Black rice, or ‘Forbidden Rice’ as it was known in ancient China, is a rich source of anthocyanin antioxidants and could offer food manufacturers an alternative to berries for a range of products, including breakfast cereals, beverages, cakes, cookies, and other foods. The results were presented at the 240th National Meeting of the American Chemical Society (ACS)
“Just a spoonful of black rice bran contains more health promoting anthocyanin antioxidants than are found in a spoonful of blueberries, but with less sugar and more fiber and vitamin E antioxidants,” said Zhimin Xu, Associate Professor at the Department of Food Science at Louisiana State University Agricultural Center in Baton Rouge.
“If berries are used to boost health, why not black rice and black rice bran? Especially, black rice bran would be a unique and economical material to increase consumption of health promoting antioxidants,” added Dr Xu.

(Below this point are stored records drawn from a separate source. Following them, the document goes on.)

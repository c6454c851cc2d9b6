//! Clap derive structures for the `recdesk` CLI.
//!
//! Defines the command tree, global flags, and shared types.

use std::path::PathBuf;
use std::time::Duration;

use clap::{Args, Parser, Subcommand, ValueEnum};

// ── Top-Level CLI ────────────────────────────────────────────────────

/// recdesk -- office records from the command line
#[derive(Debug, Parser)]
#[command(
    name = "recdesk",
    version,
    about = "Browse and edit office records from the command line",
    long_about = "A CLI for the office records backend: assets, correspondence,\n\
        case files, orders, users and audit logs.\n\n\
        Sessions refresh transparently; `watch` keeps a polling\n\
        subscription open and prints every change.",
    propagate_version = true,
    subcommand_required = true,
    arg_required_else_help = true
)]
pub struct Cli {
    #[command(flatten)]
    pub global: GlobalOpts,

    #[command(subcommand)]
    pub command: Command,
}

// ── Global Options ───────────────────────────────────────────────────

#[derive(Debug, Args)]
pub struct GlobalOpts {
    /// Backend profile to use
    #[arg(long, short = 'p', env = "RECDESK_PROFILE", global = true)]
    pub profile: Option<String>,

    /// API base URL (overrides profile)
    #[arg(long, short = 's', env = "RECDESK_SERVER", global = true)]
    pub server: Option<String>,

    /// Login username (overrides profile)
    #[arg(long, short = 'u', env = "RECDESK_USERNAME", global = true, hide_env = true)]
    pub username: Option<String>,

    /// Output format
    #[arg(
        long,
        short = 'o',
        env = "RECDESK_OUTPUT",
        default_value = "table",
        global = true
    )]
    pub output: OutputFormat,

    /// Increase verbosity (-v, -vv, -vvv)
    #[arg(long, short = 'v', action = clap::ArgAction::Count, global = true)]
    pub verbose: u8,

    /// Suppress non-error output
    #[arg(long, short = 'q', global = true)]
    pub quiet: bool,

    /// Skip confirmation prompts
    #[arg(long, short = 'y', global = true)]
    pub yes: bool,

    /// Accept self-signed TLS certificates
    #[arg(long, short = 'k', env = "RECDESK_INSECURE", global = true)]
    pub insecure: bool,

    /// Request timeout in seconds (overrides profile)
    #[arg(long, env = "RECDESK_TIMEOUT", global = true)]
    pub timeout: Option<u64>,
}

// ── Output Enum ──────────────────────────────────────────────────────

#[derive(Debug, Clone, Copy, PartialEq, Eq, ValueEnum)]
pub enum OutputFormat {
    /// Pretty table (default, interactive)
    Table,
    /// Pretty-printed JSON
    Json,
    /// Compact single-line JSON
    JsonCompact,
    /// YAML
    Yaml,
    /// Plain text, one identifier per line (scripting)
    Plain,
}

// ── Resource kinds ───────────────────────────────────────────────────

#[derive(Debug, Clone, Copy, PartialEq, Eq, ValueEnum)]
pub enum ResourceKind {
    #[value(alias = "asset")]
    Assets,
    #[value(alias = "incoming", alias = "in")]
    Incomings,
    #[value(alias = "outgoing", alias = "out")]
    Outgoings,
    DeathCases,
    PrisonCases,
    #[value(alias = "po")]
    PurchaseOrders,
    #[value(alias = "co")]
    CollectionOrders,
    #[value(alias = "user")]
    Users,
    #[value(alias = "log")]
    Logs,
}

impl ResourceKind {
    /// Name as typed on the command line.
    pub fn cli_name(self) -> &'static str {
        match self {
            Self::Assets => "assets",
            Self::Incomings => "incomings",
            Self::Outgoings => "outgoings",
            Self::DeathCases => "death-cases",
            Self::PrisonCases => "prison-cases",
            Self::PurchaseOrders => "purchase-orders",
            Self::CollectionOrders => "collection-orders",
            Self::Users => "users",
            Self::Logs => "logs",
        }
    }
}

// ── Top-Level Command Enum ───────────────────────────────────────────

#[derive(Debug, Subcommand)]
pub enum Command {
    /// List every record of a resource
    #[command(alias = "ls")]
    List {
        resource: ResourceKind,
    },

    /// Show one record
    Get {
        resource: ResourceKind,
        /// Record identifier
        id: String,
    },

    /// Create a record from JSON
    Create {
        resource: ResourceKind,
        #[command(flatten)]
        payload: PayloadArgs,
    },

    /// Update a record; fields not given are left as they are
    Update {
        resource: ResourceKind,
        /// Record identifier
        id: String,
        #[command(flatten)]
        payload: PayloadArgs,
    },

    /// Delete a record
    #[command(alias = "rm")]
    Delete {
        resource: ResourceKind,
        /// Record identifier
        id: String,
    },

    /// Poll a resource list and print it every time it changes
    Watch(WatchArgs),

    /// Manage CLI configuration and profiles
    Config(ConfigArgs),

    /// Generate shell completions
    Completions(CompletionsArgs),
}

impl Command {
    /// The resource a record command operates on.
    pub fn resource(&self) -> Option<ResourceKind> {
        match self {
            Self::List { resource }
            | Self::Get { resource, .. }
            | Self::Create { resource, .. }
            | Self::Update { resource, .. }
            | Self::Delete { resource, .. } => Some(*resource),
            Self::Watch(args) => Some(args.resource),
            Self::Config(_) | Self::Completions(_) => None,
        }
    }
}

/// Record fields as inline JSON or a JSON file.
#[derive(Debug, Args)]
#[group(required = true, multiple = false)]
pub struct PayloadArgs {
    /// JSON object with the record fields
    #[arg(long, short = 'd')]
    pub data: Option<String>,

    /// Path to a JSON file with the record fields
    #[arg(long, short = 'f')]
    pub from_file: Option<PathBuf>,
}

#[derive(Debug, Args)]
pub struct WatchArgs {
    pub resource: ResourceKind,

    /// Polling interval (e.g. "10s", "1m")
    #[arg(long, short = 'i', default_value = "10s", value_parser = humantime::parse_duration)]
    pub interval: Duration,

    /// Stop after this many updates
    #[arg(long, short = 'n')]
    pub count: Option<usize>,
}

// ━━━━━━━━━━━━━━━━━━━━━━━━━━━━━━━━━━━━━━━━━━━━━━━━━━━━━━━━━━━━━━━━━━
//  CONFIG
// ━━━━━━━━━━━━━━━━━━━━━━━━━━━━━━━━━━━━━━━━━━━━━━━━━━━━━━━━━━━━━━━━━━

#[derive(Debug, Args)]
pub struct ConfigArgs {
    #[command(subcommand)]
    pub command: ConfigCommand,
}

#[derive(Debug, Subcommand)]
pub enum ConfigCommand {
    /// Create or extend the config file with guided setup
    Init,

    /// Display current configuration (secrets masked)
    Show,

    /// Print the config file path
    Path,

    /// List configured profiles
    Profiles,

    /// Set the default profile
    Use {
        /// Profile name to set as default
        name: String,
    },

    /// Store the active profile's password in the system keyring
    SetPassword,
}

// ━━━━━━━━━━━━━━━━━━━━━━━━━━━━━━━━━━━━━━━━━━━━━━━━━━━━━━━━━━━━━━━━━━
//  COMPLETIONS
// ━━━━━━━━━━━━━━━━━━━━━━━━━━━━━━━━━━━━━━━━━━━━━━━━━━━━━━━━━━━━━━━━━━

#[derive(Debug, Args)]
pub struct CompletionsArgs {
    /// Shell to generate completions for
    pub shell: clap_complete::Shell,
}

Data from Leatherhead Food International (LFI) shows that the world functional antioxidants market is increasing year on year by around 3 per cent, and was valued at US$ 400 million in 2004, and US$ 438 million in 2007. Europe, the US, and Japan account for 90 per cent of this market.
With flavonoids and polyphenols reported to be 45 per cent of this functional antioxidant market, equivalent to almost US$ 200 million,
Dr Xu and colleagues analyzed samples of black rice bran from rice grown in the southern United States, and found that, in addition to high contents of gamma-tocotrienol (vitamin E), and gamma-oryzanol antioxidants, black rice bran possess higher level of anthocyanins antioxidants, which are water-soluble antioxidants.

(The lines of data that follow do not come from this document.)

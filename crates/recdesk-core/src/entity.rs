// ── Normalized entity store ──
//
// Ordered id -> entity map produced by list queries. Replaced wholesale on
// every successful fetch; there is no partial merge.

use indexmap::IndexMap;
use serde::{Serialize, Serializer};

/// An entity that carries its own store identifier.
pub trait Identified {
    fn id(&self) -> &str;
}

/// Normalized collection: unique ids in first-seen order, one entity each.
///
/// When the input holds several entities with the same id, the id keeps
/// the position of its first occurrence and the value of its last.
#[derive(Debug, Clone, PartialEq)]
pub struct EntityStore<T> {
    entities: IndexMap<String, T>,
}

impl<T> Default for EntityStore<T> {
    fn default() -> Self {
        Self {
            entities: IndexMap::new(),
        }
    }
}

impl<T: Identified> EntityStore<T> {
    pub fn new() -> Self {
        Self::default()
    }

    /// Build a store from a fresh collection.
    pub fn from_items(items: impl IntoIterator<Item = T>) -> Self {
        let mut store = Self::new();
        store.set_all(items);
        store
    }

    /// Replace the whole contents with `items`.
    pub fn set_all(&mut self, items: impl IntoIterator<Item = T>) {
        let mut entities = IndexMap::new();
        for item in items {
            entities.insert(item.id().to_owned(), item);
        }
        self.entities = entities;
    }

    /// All entities in id order.
    pub fn select_all(&self) -> Vec<&T> {
        self.entities.values().collect()
    }

    pub fn select_by_id(&self, id: &str) -> Option<&T> {
        self.entities.get(id)
    }

    pub fn ids(&self) -> Vec<&str> {
        self.entities.keys().map(String::as_str).collect()
    }

    pub fn contains(&self, id: &str) -> bool {
        self.entities.contains_key(id)
    }

    pub fn len(&self) -> usize {
        self.entities.len()
    }

    pub fn is_empty(&self) -> bool {
        self.entities.is_empty()
    }

    /// Iterate entities in id order.
    pub fn iter(&self) -> impl Iterator<Item = &T> {
        self.entities.values()
    }
}

/// Serializes as a JSON array in id order.
impl<T: Serialize> Serialize for EntityStore<T> {
    fn serialize<S: Serializer>(&self, serializer: S) -> Result<S::Ok, S::Error> {
        serializer.collect_seq(self.entities.values())
    }
}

The Louisiana-based scientists also told attendees at the ACS meeting that pigments in black rice bran extracts may also produce a variety of different colors, ranging from pink to black, and offer ‘natural’ options for foods and beverages.
Dr Xu noted that farmers in Louisiana have already expressed an interest in growing black rice and that he would like to see people in the country embrace its use.
Structure is key
Polyphenols, and flavonoids in particular, are not all created equal. For example, scientists from The Ohio State University reported that the structure of anthocyanins, the antioxidant pigments from a range of fruit and vegetables, is key to the cancer fighting abilities.
According to findings published in the Journal of Agricultural and Food Chemistry (doi: 10.1021/jf8005917), certain types of anthocyanins have greater activity against colon cancer than others.
“The chemical structures of anthocyanins do have a significant impact on their biological activity, and data suggest that non-acylated monoglycosylated anthocyanins are more potent inhibitors of colon cancer cell growth proliferation,” wrote lead author Pu Jing.
The researchers cautioned that more research is necessary to explore the role of anthocyanin structure and the chemo-protective effects.